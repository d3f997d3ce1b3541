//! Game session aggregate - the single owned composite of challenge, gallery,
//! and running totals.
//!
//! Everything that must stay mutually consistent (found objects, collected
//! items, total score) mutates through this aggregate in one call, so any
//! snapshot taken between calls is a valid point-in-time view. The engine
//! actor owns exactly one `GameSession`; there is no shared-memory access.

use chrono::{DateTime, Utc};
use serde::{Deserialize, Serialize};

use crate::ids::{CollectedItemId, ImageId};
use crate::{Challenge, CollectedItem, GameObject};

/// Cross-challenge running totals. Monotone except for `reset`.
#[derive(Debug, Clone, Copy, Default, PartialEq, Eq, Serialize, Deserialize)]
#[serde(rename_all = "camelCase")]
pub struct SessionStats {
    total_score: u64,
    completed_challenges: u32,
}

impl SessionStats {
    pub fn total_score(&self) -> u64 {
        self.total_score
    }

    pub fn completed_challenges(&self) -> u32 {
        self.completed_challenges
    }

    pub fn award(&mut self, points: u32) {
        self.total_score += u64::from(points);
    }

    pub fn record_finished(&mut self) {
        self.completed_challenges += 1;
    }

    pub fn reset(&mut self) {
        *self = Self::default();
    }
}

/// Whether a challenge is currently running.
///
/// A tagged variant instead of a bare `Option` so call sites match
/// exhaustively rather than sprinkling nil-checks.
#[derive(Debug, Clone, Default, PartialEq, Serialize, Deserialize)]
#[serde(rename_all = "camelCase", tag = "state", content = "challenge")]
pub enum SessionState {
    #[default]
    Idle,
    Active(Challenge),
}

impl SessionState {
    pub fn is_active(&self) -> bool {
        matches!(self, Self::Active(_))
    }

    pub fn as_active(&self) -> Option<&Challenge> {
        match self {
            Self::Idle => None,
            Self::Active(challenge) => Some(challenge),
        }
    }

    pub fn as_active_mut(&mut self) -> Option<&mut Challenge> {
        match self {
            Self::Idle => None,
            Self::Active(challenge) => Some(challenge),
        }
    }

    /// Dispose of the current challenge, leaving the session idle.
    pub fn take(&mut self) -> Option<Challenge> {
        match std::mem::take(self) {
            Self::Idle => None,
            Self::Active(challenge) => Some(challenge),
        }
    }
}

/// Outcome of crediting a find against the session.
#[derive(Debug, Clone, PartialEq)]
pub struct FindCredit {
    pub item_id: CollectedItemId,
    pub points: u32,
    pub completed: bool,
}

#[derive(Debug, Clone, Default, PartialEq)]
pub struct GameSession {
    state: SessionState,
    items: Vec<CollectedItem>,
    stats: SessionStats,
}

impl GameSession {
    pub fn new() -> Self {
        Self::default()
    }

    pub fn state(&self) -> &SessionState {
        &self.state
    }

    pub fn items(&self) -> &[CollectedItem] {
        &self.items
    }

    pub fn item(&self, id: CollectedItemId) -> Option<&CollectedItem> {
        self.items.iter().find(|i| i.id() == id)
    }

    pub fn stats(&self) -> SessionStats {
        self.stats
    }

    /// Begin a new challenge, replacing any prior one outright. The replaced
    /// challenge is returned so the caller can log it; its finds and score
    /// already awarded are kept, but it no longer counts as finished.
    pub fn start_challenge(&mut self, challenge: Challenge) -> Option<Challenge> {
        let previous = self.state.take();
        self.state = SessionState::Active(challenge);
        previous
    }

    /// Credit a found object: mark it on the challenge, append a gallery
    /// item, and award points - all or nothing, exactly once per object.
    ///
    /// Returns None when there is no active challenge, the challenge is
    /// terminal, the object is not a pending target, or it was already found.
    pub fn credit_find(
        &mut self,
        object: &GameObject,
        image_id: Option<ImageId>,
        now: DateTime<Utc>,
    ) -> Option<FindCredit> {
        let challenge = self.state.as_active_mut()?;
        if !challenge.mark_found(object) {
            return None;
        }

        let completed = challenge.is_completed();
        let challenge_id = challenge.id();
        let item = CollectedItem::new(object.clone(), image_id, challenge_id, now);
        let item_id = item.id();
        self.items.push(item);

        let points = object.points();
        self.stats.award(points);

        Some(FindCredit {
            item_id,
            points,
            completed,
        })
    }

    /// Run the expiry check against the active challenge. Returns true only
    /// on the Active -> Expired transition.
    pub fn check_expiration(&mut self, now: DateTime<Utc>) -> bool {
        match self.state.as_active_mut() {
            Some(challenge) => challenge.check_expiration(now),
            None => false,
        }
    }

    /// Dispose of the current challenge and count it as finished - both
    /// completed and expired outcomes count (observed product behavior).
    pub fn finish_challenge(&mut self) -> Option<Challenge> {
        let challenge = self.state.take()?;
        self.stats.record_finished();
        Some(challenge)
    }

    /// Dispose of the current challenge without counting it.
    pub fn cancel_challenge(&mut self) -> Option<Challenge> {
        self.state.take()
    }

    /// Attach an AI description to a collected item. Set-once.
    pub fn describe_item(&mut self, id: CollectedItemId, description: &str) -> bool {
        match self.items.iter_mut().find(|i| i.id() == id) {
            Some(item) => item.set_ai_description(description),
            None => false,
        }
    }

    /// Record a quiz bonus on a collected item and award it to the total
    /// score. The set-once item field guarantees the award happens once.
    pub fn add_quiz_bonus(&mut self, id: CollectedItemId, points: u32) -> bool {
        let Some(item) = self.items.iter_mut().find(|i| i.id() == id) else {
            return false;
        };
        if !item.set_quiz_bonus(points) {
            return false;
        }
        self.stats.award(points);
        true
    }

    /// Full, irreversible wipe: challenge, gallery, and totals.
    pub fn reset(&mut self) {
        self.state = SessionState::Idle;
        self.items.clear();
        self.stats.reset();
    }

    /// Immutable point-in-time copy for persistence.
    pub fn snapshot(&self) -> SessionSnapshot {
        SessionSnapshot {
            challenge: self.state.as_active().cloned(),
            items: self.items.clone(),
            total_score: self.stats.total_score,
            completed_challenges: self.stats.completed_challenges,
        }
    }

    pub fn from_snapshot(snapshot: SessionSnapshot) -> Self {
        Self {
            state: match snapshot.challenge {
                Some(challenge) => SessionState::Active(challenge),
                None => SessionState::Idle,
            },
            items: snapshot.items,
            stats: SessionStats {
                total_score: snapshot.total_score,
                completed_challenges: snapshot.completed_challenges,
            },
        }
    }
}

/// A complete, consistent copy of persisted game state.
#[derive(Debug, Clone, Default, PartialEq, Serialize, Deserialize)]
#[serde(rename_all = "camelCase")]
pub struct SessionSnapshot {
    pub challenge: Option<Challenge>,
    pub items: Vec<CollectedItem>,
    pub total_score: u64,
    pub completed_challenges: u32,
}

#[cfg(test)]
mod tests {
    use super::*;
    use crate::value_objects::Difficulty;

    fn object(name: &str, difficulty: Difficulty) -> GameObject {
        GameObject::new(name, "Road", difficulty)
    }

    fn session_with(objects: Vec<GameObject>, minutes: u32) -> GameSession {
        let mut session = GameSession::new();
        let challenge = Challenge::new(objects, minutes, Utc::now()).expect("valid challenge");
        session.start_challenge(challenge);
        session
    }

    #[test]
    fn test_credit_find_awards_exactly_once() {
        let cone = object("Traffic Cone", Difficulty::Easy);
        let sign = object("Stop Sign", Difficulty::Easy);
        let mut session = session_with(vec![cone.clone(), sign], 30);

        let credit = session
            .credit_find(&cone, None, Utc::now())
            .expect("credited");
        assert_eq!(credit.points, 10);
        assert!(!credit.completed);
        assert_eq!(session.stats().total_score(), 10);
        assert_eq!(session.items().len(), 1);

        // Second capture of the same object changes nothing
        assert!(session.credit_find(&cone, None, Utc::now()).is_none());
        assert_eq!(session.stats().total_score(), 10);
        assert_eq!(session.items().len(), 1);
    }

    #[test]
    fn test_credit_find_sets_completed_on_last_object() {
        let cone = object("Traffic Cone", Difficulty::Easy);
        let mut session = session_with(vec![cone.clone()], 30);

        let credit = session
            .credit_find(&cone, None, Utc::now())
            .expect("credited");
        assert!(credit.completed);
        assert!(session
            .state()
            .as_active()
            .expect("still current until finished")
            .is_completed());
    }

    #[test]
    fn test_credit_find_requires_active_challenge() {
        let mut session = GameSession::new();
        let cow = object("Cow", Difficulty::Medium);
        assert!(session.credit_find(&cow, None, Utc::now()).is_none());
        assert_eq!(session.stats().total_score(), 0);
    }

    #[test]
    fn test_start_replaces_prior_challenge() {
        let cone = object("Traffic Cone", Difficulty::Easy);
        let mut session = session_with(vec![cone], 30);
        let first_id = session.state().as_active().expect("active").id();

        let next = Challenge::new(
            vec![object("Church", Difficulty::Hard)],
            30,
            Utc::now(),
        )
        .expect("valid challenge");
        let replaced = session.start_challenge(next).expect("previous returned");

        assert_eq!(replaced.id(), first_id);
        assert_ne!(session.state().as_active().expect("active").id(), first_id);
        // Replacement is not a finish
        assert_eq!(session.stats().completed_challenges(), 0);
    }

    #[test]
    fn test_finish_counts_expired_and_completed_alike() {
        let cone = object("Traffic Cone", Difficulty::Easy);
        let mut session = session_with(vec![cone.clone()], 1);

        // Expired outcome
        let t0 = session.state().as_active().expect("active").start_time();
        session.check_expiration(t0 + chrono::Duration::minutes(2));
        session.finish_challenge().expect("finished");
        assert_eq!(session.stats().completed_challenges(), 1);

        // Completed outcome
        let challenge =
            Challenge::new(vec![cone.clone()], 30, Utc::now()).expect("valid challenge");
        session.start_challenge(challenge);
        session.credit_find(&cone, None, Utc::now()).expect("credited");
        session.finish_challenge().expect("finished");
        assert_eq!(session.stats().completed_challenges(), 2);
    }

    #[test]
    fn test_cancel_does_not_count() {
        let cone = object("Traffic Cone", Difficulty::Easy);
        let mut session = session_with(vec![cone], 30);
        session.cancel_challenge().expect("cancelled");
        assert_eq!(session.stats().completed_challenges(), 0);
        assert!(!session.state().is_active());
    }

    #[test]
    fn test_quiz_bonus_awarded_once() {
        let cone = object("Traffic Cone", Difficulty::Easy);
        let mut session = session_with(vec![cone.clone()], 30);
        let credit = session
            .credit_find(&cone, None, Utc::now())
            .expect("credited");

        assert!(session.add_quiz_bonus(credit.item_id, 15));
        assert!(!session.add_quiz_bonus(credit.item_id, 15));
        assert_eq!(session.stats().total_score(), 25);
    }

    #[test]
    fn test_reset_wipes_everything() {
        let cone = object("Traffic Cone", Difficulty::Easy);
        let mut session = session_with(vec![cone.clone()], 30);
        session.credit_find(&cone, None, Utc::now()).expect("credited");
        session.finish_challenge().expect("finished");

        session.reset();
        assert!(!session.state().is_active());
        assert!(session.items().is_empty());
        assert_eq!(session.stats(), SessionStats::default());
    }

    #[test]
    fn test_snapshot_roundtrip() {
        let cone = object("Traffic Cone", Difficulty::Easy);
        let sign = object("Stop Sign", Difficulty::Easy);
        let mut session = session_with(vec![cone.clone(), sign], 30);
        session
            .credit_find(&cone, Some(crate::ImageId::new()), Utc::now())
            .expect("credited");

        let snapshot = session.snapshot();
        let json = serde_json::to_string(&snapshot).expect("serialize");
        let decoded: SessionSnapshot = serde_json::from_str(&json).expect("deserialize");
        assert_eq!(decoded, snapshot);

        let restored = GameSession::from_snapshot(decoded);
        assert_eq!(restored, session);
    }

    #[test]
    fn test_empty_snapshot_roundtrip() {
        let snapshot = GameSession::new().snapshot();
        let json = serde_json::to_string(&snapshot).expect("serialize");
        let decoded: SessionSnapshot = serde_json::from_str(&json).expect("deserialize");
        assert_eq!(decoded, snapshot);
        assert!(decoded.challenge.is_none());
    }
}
• • • • • • •
→ **What you need to do**: Search the preceding listing for "points" and extract every line where it is found.

→ **Solution**:
    pub fn award(&mut self, points: u32) {
        self.total_score += u64::from(points);
    pub points: u32,
    /// item, and award points - all or nothing, exactly once per object.
        let points = object.points();
        self.stats.award(points);
            points,
    pub fn add_quiz_bonus(&mut self, id: CollectedItemId, points: u32) -> bool {
        if !item.set_quiz_bonus(points) {
        self.stats.award(points);
        assert_eq!(credit.points, 10);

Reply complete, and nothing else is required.